[Saved data entries]
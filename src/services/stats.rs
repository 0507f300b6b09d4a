//! Statistics service

use std::sync::Arc;

use crate::{
    api::stats::StatsResponse, error::AppResult, models::YearCount, repository::CatalogStore,
};

/// Size of the top authors leaderboard
pub const TOP_AUTHORS: i64 = 5;

#[derive(Clone)]
pub struct StatsService {
    store: Arc<dyn CatalogStore>,
}

impl StatsService {
    pub fn new(store: Arc<dyn CatalogStore>) -> Self {
        Self { store }
    }

    /// Whole-catalog counters and top authors.
    /// Totals are global: list filters never apply here.
    pub async fn get_stats(&self) -> AppResult<StatsResponse> {
        let stats = self.store.catalog_stats(TOP_AUTHORS).await?;
        let totals = stats.totals;

        Ok(StatsResponse {
            total_books: totals.total_books,
            available_books: totals.available_books,
            unavailable_books: totals.total_books - totals.available_books,
            total_authors: totals.total_authors,
            top_authors: stats.top_authors,
        })
    }

    pub async fn books_by_year(&self) -> AppResult<Vec<YearCount>> {
        self.store.books_by_year().await
    }
}
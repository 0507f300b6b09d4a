//! Fixture loading.
//!
//! The HTTP surface is read-only; catalogs are populated from JSON fixtures
//! either at startup (`database.seed_file`) or from tests.

use std::{collections::HashSet, path::Path};

use chrono::NaiveDate;
use serde::Deserialize;
use sqlx::{Pool, Postgres};
use validator::Validate;

use crate::error::{AppError, AppResult};

/// Fixture book, owned by the enclosing author
#[derive(Debug, Clone, Deserialize, Validate)]
pub struct SeedBook {
    #[validate(length(min = 1, max = 200, message = "Title must be 1 to 200 characters"))]
    pub title: String,
    pub published_date: NaiveDate,
    #[serde(default = "default_available")]
    pub is_available: bool,
}

#[derive(Debug, Clone, Deserialize, Validate)]
pub struct SeedAuthor {
    #[validate(length(min = 1, max = 100, message = "Name must be 1 to 100 characters"))]
    pub name: String,
    #[validate(email(message = "Invalid email format"))]
    pub email: String,
    #[serde(default)]
    pub books: Vec<SeedBook>,
}

#[derive(Debug, Clone, Default, Deserialize)]
pub struct SeedData {
    pub authors: Vec<SeedAuthor>,
}

/// Ids assigned to a seeded author and its books, in fixture order
#[derive(Debug, Clone, PartialEq, Eq)]
pub struct SeededAuthor {
    pub id: i64,
    pub book_ids: Vec<i64>,
}

fn default_available() -> bool {
    true
}

impl SeedData {
    pub fn from_file(path: impl AsRef<Path>) -> AppResult<Self> {
        let path = path.as_ref();
        let raw = std::fs::read_to_string(path).map_err(|e| {
            AppError::Internal(format!("Cannot read seed file {}: {}", path.display(), e))
        })?;
        Self::from_json(&raw)
    }

    pub fn from_json(raw: &str) -> AppResult<Self> {
        serde_json::from_str(raw)
            .map_err(|e| AppError::Validation(format!("Malformed seed data: {}", e)))
    }

    /// Field rules plus email uniqueness across the fixture
    pub fn validate(&self) -> AppResult<()> {
        let mut emails = HashSet::new();
        for author in &self.authors {
            author.validate()?;
            for book in &author.books {
                book.validate()?;
            }
            if !emails.insert(author.email.to_lowercase()) {
                return Err(AppError::Validation(format!(
                    "Duplicate author email in seed data: {}",
                    author.email
                )));
            }
        }
        Ok(())
    }

    /// Insert every author and book in a single transaction.
    ///
    /// Authors whose email is already stored are skipped together with their
    /// books, so loading the same fixture again is a no-op. Only newly
    /// inserted authors are returned.
    pub async fn insert(&self, pool: &Pool<Postgres>) -> AppResult<Vec<SeededAuthor>> {
        self.validate()?;

        let mut tx = pool.begin().await?;
        let mut seeded = Vec::with_capacity(self.authors.len());

        for author in &self.authors {
            let inserted = sqlx::query_scalar::<_, i64>(
                r#"
                INSERT INTO authors (name, email) VALUES ($1, $2)
                ON CONFLICT (email) DO NOTHING
                RETURNING id
                "#,
            )
            .bind(&author.name)
            .bind(&author.email)
            .fetch_optional(&mut *tx)
            .await?;

            let Some(author_id) = inserted else {
                tracing::debug!(email = %author.email, "Author already present, skipping");
                continue;
            };

            let mut book_ids = Vec::with_capacity(author.books.len());
            for book in &author.books {
                let book_id = sqlx::query_scalar::<_, i64>(
                    r#"
                    INSERT INTO books (title, author_id, published_date, is_available)
                    VALUES ($1, $2, $3, $4)
                    RETURNING id
                    "#,
                )
                .bind(&book.title)
                .bind(author_id)
                .bind(book.published_date)
                .bind(book.is_available)
                .fetch_one(&mut *tx)
                .await?;
                book_ids.push(book_id);
            }

            seeded.push(SeededAuthor {
                id: author_id,
                book_ids,
            });
        }

        tx.commit().await?;

        tracing::info!(
            authors = seeded.len(),
            books = seeded.iter().map(|a| a.book_ids.len()).sum::<usize>(),
            "Seed data loaded"
        );

        Ok(seeded)
    }
}
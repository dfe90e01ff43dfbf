//! Entity Module

pub mod snapshot;

pub use snapshot::SessionSnapshot;
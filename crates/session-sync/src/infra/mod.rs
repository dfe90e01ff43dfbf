//! Infrastructure Layer
//!
//! Store implementations: in-memory for tests and single-process embedders,
//! file-backed for persistence shared across processes.

pub mod file;
pub mod memory;
mod observers;

pub use file::FileSessionStore;
pub use memory::MemorySessionStore;
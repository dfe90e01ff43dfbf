//! Application Configuration
//!
//! Key names and the fallback poll interval for the synchronizer.

use std::time::Duration;

/// Default fallback poll interval (~100ms)
pub const DEFAULT_POLL_INTERVAL: Duration = Duration::from_millis(100);

/// Session synchronizer configuration
#[derive(Debug, Clone)]
pub struct SessionConfig {
    /// Store key holding the bearer token
    pub token_key: String,
    /// Store key holding the role code
    pub role_key: String,
    /// Store key holding the display name
    pub username_key: String,
    /// Fallback poll interval, `None` to disable.
    ///
    /// The poll only matters for store backends whose contents can change
    /// without an in-process notification (e.g. a file rewritten by another
    /// process). Stores that fully notify make the poll redundant.
    pub poll_interval: Option<Duration>,
}

impl Default for SessionConfig {
    fn default() -> Self {
        Self {
            token_key: "token".to_string(),
            role_key: "role".to_string(),
            username_key: "username".to_string(),
            poll_interval: Some(DEFAULT_POLL_INTERVAL),
        }
    }
}

impl SessionConfig {
    /// Config with the fallback poll disabled
    pub fn without_poll() -> Self {
        Self {
            poll_interval: None,
            ..Default::default()
        }
    }

    /// Whether `key` is one of the three session keys
    pub fn is_session_key(&self, key: &str) -> bool {
        key == self.token_key || key == self.role_key || key == self.username_key
    }

    /// Poll interval in milliseconds, if enabled
    pub fn poll_interval_ms(&self) -> Option<u64> {
        self.poll_interval.map(|d| d.as_millis() as u64)
    }
}
//! In-Memory Store Implementation

use std::collections::HashMap;
use std::sync::RwLock;

use crate::domain::store::{SessionStore, StoreObserver, SubscriptionId};
use crate::error::{StoreError, StoreResult};
use crate::infra::observers::ObserverSet;

/// Process-local store backed by a `HashMap`.
///
/// The implementation of choice for tests and for embedders that keep the
/// session in memory only. All handles cloning an `Arc` of this store see
/// each other's writes immediately through the built-in notification.
#[derive(Default)]
pub struct MemorySessionStore {
    entries: RwLock<HashMap<String, String>>,
    observers: ObserverSet,
}

impl MemorySessionStore {
    pub fn new() -> Self {
        Self::default()
    }
}

impl SessionStore for MemorySessionStore {
    fn get(&self, key: &str) -> StoreResult<Option<String>> {
        let entries = self.entries.read().map_err(|_| StoreError::Poisoned)?;
        Ok(entries.get(key).cloned())
    }

    fn set(&self, key: &str, value: &str) -> StoreResult<()> {
        let changed = {
            let mut entries = self.entries.write().map_err(|_| StoreError::Poisoned)?;
            if entries.get(key).map(String::as_str) == Some(value) {
                false
            } else {
                entries.insert(key.to_string(), value.to_string());
                true
            }
        };

        if changed {
            self.observers.notify(key);
        }
        Ok(())
    }

    fn remove(&self, key: &str) -> StoreResult<()> {
        let existed = {
            let mut entries = self.entries.write().map_err(|_| StoreError::Poisoned)?;
            entries.remove(key).is_some()
        };

        if existed {
            self.observers.notify(key);
        }
        Ok(())
    }

    fn subscribe(&self, observer: StoreObserver) -> SubscriptionId {
        self.observers.insert(observer)
    }

    fn unsubscribe(&self, id: SubscriptionId) {
        self.observers.remove(id);
    }
}
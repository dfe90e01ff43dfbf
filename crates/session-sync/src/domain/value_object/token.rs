//! Token Value Object
//!
//! Opaque bearer credential. The synchronizer only cares whether one is
//! present; it never interprets the contents. Debug output redacts the
//! credential so it cannot leak through logs.

use std::fmt;

use crate::domain::value_object::presence;

/// Normalized, non-empty bearer token
#[derive(Clone, PartialEq, Eq)]
pub struct Token(String);

impl Token {
    /// Parse a raw stored value into a token.
    ///
    /// Present iff non-empty after trimming and not a sentinel string.
    pub fn parse(raw: &str) -> Option<Self> {
        presence(raw).map(|cleaned| Self(cleaned.to_string()))
    }

    #[inline]
    pub fn as_str(&self) -> &str {
        &self.0
    }

    #[inline]
    pub fn into_inner(self) -> String {
        self.0
    }
}

impl fmt::Debug for Token {
    fn fmt(&self, f: &mut fmt::Formatter<'_>) -> fmt::Result {
        f.debug_struct("Token")
            .field("len", &self.0.len())
            .finish_non_exhaustive()
    }
}
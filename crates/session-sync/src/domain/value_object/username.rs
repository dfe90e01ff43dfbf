//! Username Value Object
//!
//! Display name attached to the session. Case is preserved; only the shared
//! presence rule (trim, sentinel rejection) is applied.

use serde::Serialize;
use std::fmt;

use crate::domain::value_object::presence;

/// Normalized, non-empty display name
#[derive(Debug, Clone, PartialEq, Eq, Serialize)]
#[serde(into = "String")]
pub struct Username(String);

impl Username {
    /// Parse a raw stored value into a username.
    pub fn parse(raw: &str) -> Option<Self> {
        presence(raw).map(|cleaned| Self(cleaned.to_string()))
    }

    #[inline]
    pub fn as_str(&self) -> &str {
        &self.0
    }
}

impl fmt::Display for Username {
    fn fmt(&self, f: &mut fmt::Formatter<'_>) -> fmt::Result {
        f.write_str(&self.0)
    }
}

impl AsRef<str> for Username {
    fn as_ref(&self) -> &str {
        &self.0
    }
}

impl From<Username> for String {
    fn from(username: Username) -> Self {
        username.0
    }
}
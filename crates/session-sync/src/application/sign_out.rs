//! Sign Out Use Case
//!
//! Removes the three session keys.

use std::sync::Arc;

use crate::application::config::SessionConfig;
use crate::domain::store::SessionStore;
use crate::error::StoreResult;

/// Sign out use case
pub struct SignOutUseCase {
    store: Arc<dyn SessionStore>,
    config: Arc<SessionConfig>,
}

impl SignOutUseCase {
    pub fn new(store: Arc<dyn SessionStore>, config: Arc<SessionConfig>) -> Self {
        Self { store, config }
    }

    /// Clear the session.
    ///
    /// The token goes first: if a later removal fails, the partial state is
    /// already unauthenticated.
    pub fn execute(&self) -> StoreResult<()> {
        self.store.remove(&self.config.token_key)?;
        self.store.remove(&self.config.role_key)?;
        self.store.remove(&self.config.username_key)?;

        tracing::info!("Session cleared");
        Ok(())
    }
}
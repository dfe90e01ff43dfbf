//! Value Object Module

pub mod role;
pub mod token;
pub mod username;

/// Shared presence rule for stored session fields.
///
/// A stored value counts as present only if it is non-empty after trimming
/// and is not one of the literal sentinel strings (`"null"`, `"undefined"`)
/// that show up when null-ish values get stringified by a careless writer.
pub(crate) fn presence(raw: &str) -> Option<&str> {
    let trimmed = raw.trim();
    if trimmed.is_empty() || trimmed == "null" || trimmed == "undefined" {
        return None;
    }
    Some(trimmed)
}
//! Sign In Use Case
//!
//! Writes the three session keys. The store's own change notification
//! replaces any separate "auth state changed" signal a writer would
//! otherwise have to raise.

use std::sync::Arc;

use crate::application::config::SessionConfig;
use crate::domain::store::SessionStore;
use crate::domain::value_object::role::Role;
use crate::error::StoreResult;

/// Sign in input
#[derive(Debug, Clone)]
pub struct SignInInput {
    pub token: String,
    pub role: Role,
    pub username: String,
}

/// Sign in use case
pub struct SignInUseCase {
    store: Arc<dyn SessionStore>,
    config: Arc<SessionConfig>,
}

impl SignInUseCase {
    pub fn new(store: Arc<dyn SessionStore>, config: Arc<SessionConfig>) -> Self {
        Self { store, config }
    }

    /// Establish the session by writing token, role, and username.
    ///
    /// The store offers no cross-key atomicity, so an error part-way leaves
    /// a partial session behind. That state is tolerated: absence-safe
    /// normalization on the read side demotes whatever is missing.
    pub fn execute(&self, input: &SignInInput) -> StoreResult<()> {
        self.store.set(&self.config.token_key, &input.token)?;
        self.store.set(&self.config.role_key, input.role.code())?;
        self.store.set(&self.config.username_key, &input.username)?;

        tracing::info!(role = %input.role, "Session established");
        Ok(())
    }
}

> _What you are asked to do_
Could you output, exactly and with nothing else, the lines from the start of the records through the line containing "the enclosing author"?

> _Solution for this exercise_
filename src/services/stats.rs
repository 0507f300b6b09d4a
//! Statistics service

use std::sync::Arc;

use crate::{
    api::stats::StatsResponse, error::AppResult, models::YearCount, repository::CatalogStore,
};

/// Size of the top authors leaderboard
pub const TOP_AUTHORS: i64 = 5;

#[derive(Clone)]
pub struct StatsService {
    store: Arc<dyn CatalogStore>,
}

impl StatsService {
    pub fn new(store: Arc<dyn CatalogStore>) -> Self {
        Self { store }
    }

    /// Whole-catalog counters and top authors.
    /// Totals are global: list filters never apply here.
    pub async fn get_stats(&self) -> AppResult<StatsResponse> {
        let stats = self.store.catalog_stats(TOP_AUTHORS).await?;
        let totals = stats.totals;

        Ok(StatsResponse {
            total_books: totals.total_books,
            available_books: totals.available_books,
            unavailable_books: totals.total_books - totals.available_books,
            total_authors: totals.total_authors,
            top_authors: stats.top_authors,
        })
    }

    pub async fn books_by_year(&self) -> AppResult<Vec<YearCount>> {
        self.store.books_by_year().await
    }
}
repository 0507f300b6b09d4a
//! Fixture loading.
//!
//! The HTTP surface is read-only; catalogs are populated from JSON fixtures
//! either at startup (`database.seed_file`) or from tests.

use std::{collections::HashSet, path::Path};

use chrono::NaiveDate;
use serde::Deserialize;
use sqlx::{Pool, Postgres};
use validator::Validate;

use crate::error::{AppError, AppResult};

/// Fixture book, owned by the enclosing author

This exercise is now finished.